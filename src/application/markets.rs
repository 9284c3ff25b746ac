//! Market reconciliation pass.
//!
//! For every market on the target venue, derive the parameters it should
//! have from the matching source instrument and its current price, and
//! update the ones that drifted.
//!
//! Planning (price fetch + derivation) runs concurrently up to a bound.
//! Approval and writes run one market at a time, in target-venue order.

use futures_util::stream::{self, StreamExt};
use rust_decimal::Decimal;
use serde::Serialize;
use tracing::{debug, info, warn};

use crate::domain::{
    index_by_symbol, min_trade_amount, normalize, Instrument, MarketConfig, ReconcileError,
    UpdateMarketRequest,
};
use crate::error::Result;
use crate::port::outbound::approval::MarketApproval;
use crate::port::outbound::report::UpdateReport;
use crate::port::outbound::venue::{SourceVenue, TargetVenue};

/// Derive the target-venue parameters for `instrument` at `price`.
///
/// # Errors
///
/// Propagates constraint and arithmetic failures, and rejects a zero
/// minimum amount.
pub fn propose_market(
    instrument: &Instrument,
    price: Decimal,
) -> std::result::Result<MarketConfig, ReconcileError> {
    let raw = min_trade_amount(instrument, price)?;
    if raw.is_zero() {
        return Err(ReconcileError::ZeroMinAmount {
            symbol: instrument.symbol().to_string(),
        });
    }
    normalize(instrument, raw)
}

/// Result of planning one market, before any write.
#[derive(Debug, Clone, PartialEq, Eq)]
pub enum MarketPlan {
    InSync {
        current: MarketConfig,
    },
    Drifted {
        current: MarketConfig,
        proposed: MarketConfig,
    },
    MissingAtSource {
        current: MarketConfig,
    },
    Failed {
        current: MarketConfig,
        reason: String,
    },
}

/// Final outcome for one target market.
#[derive(Debug, Clone, PartialEq, Eq, Serialize)]
#[serde(tag = "outcome", rename_all = "snake_case")]
pub enum MarketOutcome {
    InSync {
        symbol: String,
    },
    Updated {
        symbol: String,
        previous: MarketConfig,
        applied: MarketConfig,
    },
    Declined {
        symbol: String,
        current: MarketConfig,
        proposed: MarketConfig,
    },
    MissingAtSource {
        symbol: String,
        source_symbol: String,
    },
    Failed {
        symbol: String,
        reason: String,
    },
}

impl MarketOutcome {
    #[must_use]
    pub fn symbol(&self) -> &str {
        match self {
            Self::InSync { symbol }
            | Self::Updated { symbol, .. }
            | Self::Declined { symbol, .. }
            | Self::MissingAtSource { symbol, .. }
            | Self::Failed { symbol, .. } => symbol,
        }
    }

    #[must_use]
    pub const fn is_updated(&self) -> bool {
        matches!(self, Self::Updated { .. })
    }
}

/// Result of the post-update steps of an automatic pass.
#[derive(Debug, Clone, Default, PartialEq, Eq, Serialize)]
pub struct Epilogue {
    /// Names of the updated markets, as reported by the target venue.
    pub updated: Vec<String>,
    pub report_error: Option<String>,
    pub restart_error: Option<String>,
}

/// Everything a market pass produced.
#[derive(Debug, Clone, Default, PartialEq, Eq, Serialize)]
pub struct MarketPassReport {
    /// One entry per target market, in target-venue order.
    pub outcomes: Vec<MarketOutcome>,
    /// Present when an automatic pass updated at least one market.
    pub epilogue: Option<Epilogue>,
}

impl MarketPassReport {
    /// Number of outcomes matching `predicate`.
    pub fn count(&self, predicate: impl Fn(&MarketOutcome) -> bool) -> usize {
        self.outcomes.iter().filter(|o| predicate(o)).count()
    }
}

/// The market pass, wired to its ports.
pub struct MarketPass<'a> {
    source: &'a dyn SourceVenue,
    target: &'a dyn TargetVenue,
    approval: &'a dyn MarketApproval,
    report: &'a dyn UpdateReport,
    concurrency: usize,
}

impl<'a> MarketPass<'a> {
    pub fn new(
        source: &'a dyn SourceVenue,
        target: &'a dyn TargetVenue,
        approval: &'a dyn MarketApproval,
        report: &'a dyn UpdateReport,
    ) -> Self {
        Self {
            source,
            target,
            approval,
            report,
            concurrency: 1,
        }
    }

    /// Maximum number of markets planned at once. Zero is treated as one.
    #[must_use]
    pub fn with_concurrency(mut self, concurrency: usize) -> Self {
        self.concurrency = concurrency.max(1);
        self
    }

    /// Run the pass.
    ///
    /// # Errors
    ///
    /// Fails only when either venue's listing cannot be fetched or the
    /// approver fails. Per-market problems become [`MarketOutcome::Failed`].
    pub async fn run(&self) -> Result<MarketPassReport> {
        let (instruments, markets) =
            tokio::try_join!(self.source.instruments(), self.target.markets())?;
        debug!(
            instruments = instruments.len(),
            markets = markets.len(),
            "Fetched listings"
        );

        let plans = self.plan_all(&instruments, markets).await;

        let mut outcomes = Vec::with_capacity(plans.len());
        for plan in plans {
            outcomes.push(self.settle(plan).await?);
        }

        let epilogue = self.epilogue(&outcomes).await;
        Ok(MarketPassReport { outcomes, epilogue })
    }

    /// Plan every market concurrently, returning plans in input order.
    pub async fn plan_all(
        &self,
        instruments: &[Instrument],
        markets: Vec<MarketConfig>,
    ) -> Vec<MarketPlan> {
        let index = index_by_symbol(instruments);
        let index = &index;

        let mut plans: Vec<(usize, MarketPlan)> = stream::iter(markets.into_iter().enumerate())
            .map(move |(position, current)| async move {
                let instrument = index.get(current.source_symbol().as_str()).copied();
                (position, self.plan(current, instrument).await)
            })
            .buffer_unordered(self.concurrency)
            .collect()
            .await;

        plans.sort_by_key(|(position, _)| *position);
        plans.into_iter().map(|(_, plan)| plan).collect()
    }

    async fn plan(&self, current: MarketConfig, instrument: Option<&Instrument>) -> MarketPlan {
        let Some(instrument) = instrument else {
            return MarketPlan::MissingAtSource { current };
        };

        let duplicates = instrument.duplicate_tags();
        if !duplicates.is_empty() {
            warn!(
                symbol = instrument.symbol(),
                tags = ?duplicates,
                "Instrument repeats constraint tags, using first occurrence"
            );
        }

        let price = match self.source.ticker_price(instrument.symbol()).await {
            Ok(price) => price,
            Err(err) => {
                return MarketPlan::Failed {
                    current,
                    reason: format!("ticker price fetch failed: {err}"),
                }
            }
        };

        match propose_market(instrument, price) {
            Ok(proposed) if current.is_equivalent(&proposed) => MarketPlan::InSync { current },
            Ok(proposed) => MarketPlan::Drifted { current, proposed },
            Err(err) => MarketPlan::Failed {
                current,
                reason: err.to_string(),
            },
        }
    }

    async fn settle(&self, plan: MarketPlan) -> Result<MarketOutcome> {
        let outcome = match plan {
            MarketPlan::InSync { current } => {
                debug!(symbol = current.symbol(), "Market in sync");
                MarketOutcome::InSync {
                    symbol: current.symbol().to_string(),
                }
            }
            MarketPlan::MissingAtSource { current } => {
                warn!(
                    symbol = current.symbol(),
                    venue = self.source.venue_name(),
                    "Market is missing at source"
                );
                MarketOutcome::MissingAtSource {
                    symbol: current.symbol().to_string(),
                    source_symbol: current.source_symbol(),
                }
            }
            MarketPlan::Failed { current, reason } => {
                warn!(symbol = current.symbol(), error = %reason, "Skipping market");
                MarketOutcome::Failed {
                    symbol: current.symbol().to_string(),
                    reason,
                }
            }
            MarketPlan::Drifted { current, proposed } => {
                if !self.approval.approve(&current, &proposed).await? {
                    info!(symbol = current.symbol(), "Update declined");
                    return Ok(MarketOutcome::Declined {
                        symbol: current.symbol().to_string(),
                        current,
                        proposed,
                    });
                }
                self.apply(current, &proposed).await
            }
        };
        Ok(outcome)
    }

    async fn apply(&self, current: MarketConfig, proposed: &MarketConfig) -> MarketOutcome {
        let symbol = current.symbol().to_string();
        let request = UpdateMarketRequest::new(symbol.clone(), proposed);
        match self.target.update_market(&request).await {
            Ok(applied) => {
                info!(
                    symbol = %symbol,
                    min_amount = %applied.min_amount(),
                    amount_precision = applied.amount_precision(),
                    price_precision = applied.price_precision(),
                    "Market updated"
                );
                MarketOutcome::Updated {
                    symbol,
                    previous: current,
                    applied,
                }
            }
            Err(err) => {
                warn!(
                    symbol = %symbol,
                    venue = self.target.venue_name(),
                    error = %err,
                    "Market update failed"
                );
                MarketOutcome::Failed {
                    symbol,
                    reason: format!("update failed: {err}"),
                }
            }
        }
    }

    async fn epilogue(&self, outcomes: &[MarketOutcome]) -> Option<Epilogue> {
        if !self.approval.is_automatic() {
            return None;
        }
        let updated: Vec<String> = outcomes
            .iter()
            .filter_map(|outcome| match outcome {
                MarketOutcome::Updated { applied, .. } => Some(applied.name().to_string()),
                _ => None,
            })
            .collect();
        if updated.is_empty() {
            return None;
        }

        let report_error = self.report.write(&updated).err().map(|err| {
            warn!(error = %err, updated = ?updated, "Failed to save updated markets");
            err.to_string()
        });
        let restart_error = self.target.request_restart().await.err().map(|err| {
            warn!(
                venue = self.target.venue_name(),
                error = %err,
                "Failed to request matching engine restart"
            );
            err.to_string()
        });

        Some(Epilogue {
            updated,
            report_error,
            restart_error,
        })
    }
}

#[cfg(test)]
mod tests {
    use super::*;
    use crate::domain::instrument::{
        Constraint, LotSizeConstraint, NotionalConstraint, PriceConstraint,
    };
    use rust_decimal_macros::dec;

    fn ethusdt(min_notional: Decimal) -> Instrument {
        Instrument::new(
            "ETHUSDT",
            "ETH",
            "USDT",
            8,
            vec![
                Constraint::Price(PriceConstraint {
                    min_price: dec!(0.01),
                    max_price: dec!(1000000),
                    tick_size: dec!(0.01),
                }),
                Constraint::LotSize(LotSizeConstraint {
                    min_quantity: dec!(0.0001),
                }),
                Constraint::MinNotional(NotionalConstraint { min_notional }),
            ],
        )
    }

    #[test]
    fn proposes_rounded_amount_and_precisions() {
        let proposed = propose_market(&ethusdt(dec!(10)), dec!(3500)).unwrap();

        assert_eq!(proposed.symbol(), "ethusdt");
        assert_eq!(proposed.name(), "ETH/USDT");
        assert_eq!(proposed.min_amount().to_string(), "0.0030");
        assert_eq!(proposed.amount_precision(), 4);
        assert_eq!(proposed.price_precision(), 2);
        assert_eq!(proposed.max_price().to_string(), "0.00");
    }

    #[test]
    fn zero_notional_is_rejected_before_clamping() {
        let err = propose_market(&ethusdt(dec!(0)), dec!(3500)).unwrap_err();
        assert_eq!(
            err,
            ReconcileError::ZeroMinAmount {
                symbol: "ETHUSDT".into()
            }
        );
    }

    #[test]
    fn outcome_serializes_with_tag() {
        let outcome = MarketOutcome::MissingAtSource {
            symbol: "dogeusdt".into(),
            source_symbol: "DOGEUSDT".into(),
        };
        let json = serde_json::to_value(&outcome).unwrap();
        assert_eq!(json["outcome"], "missing_at_source");
        assert_eq!(json["source_symbol"], "DOGEUSDT");
        assert_eq!(outcome.symbol(), "dogeusdt");
        assert!(!outcome.is_updated());
    }
}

○ ○ ○ ○ ○ ○ ○

▶ [EXERCISE DETAILS]:
From the records above, count the lines that contain "MarketPassReport". Only the number should be written.

▶ [EXPECTED ANSWER]:
4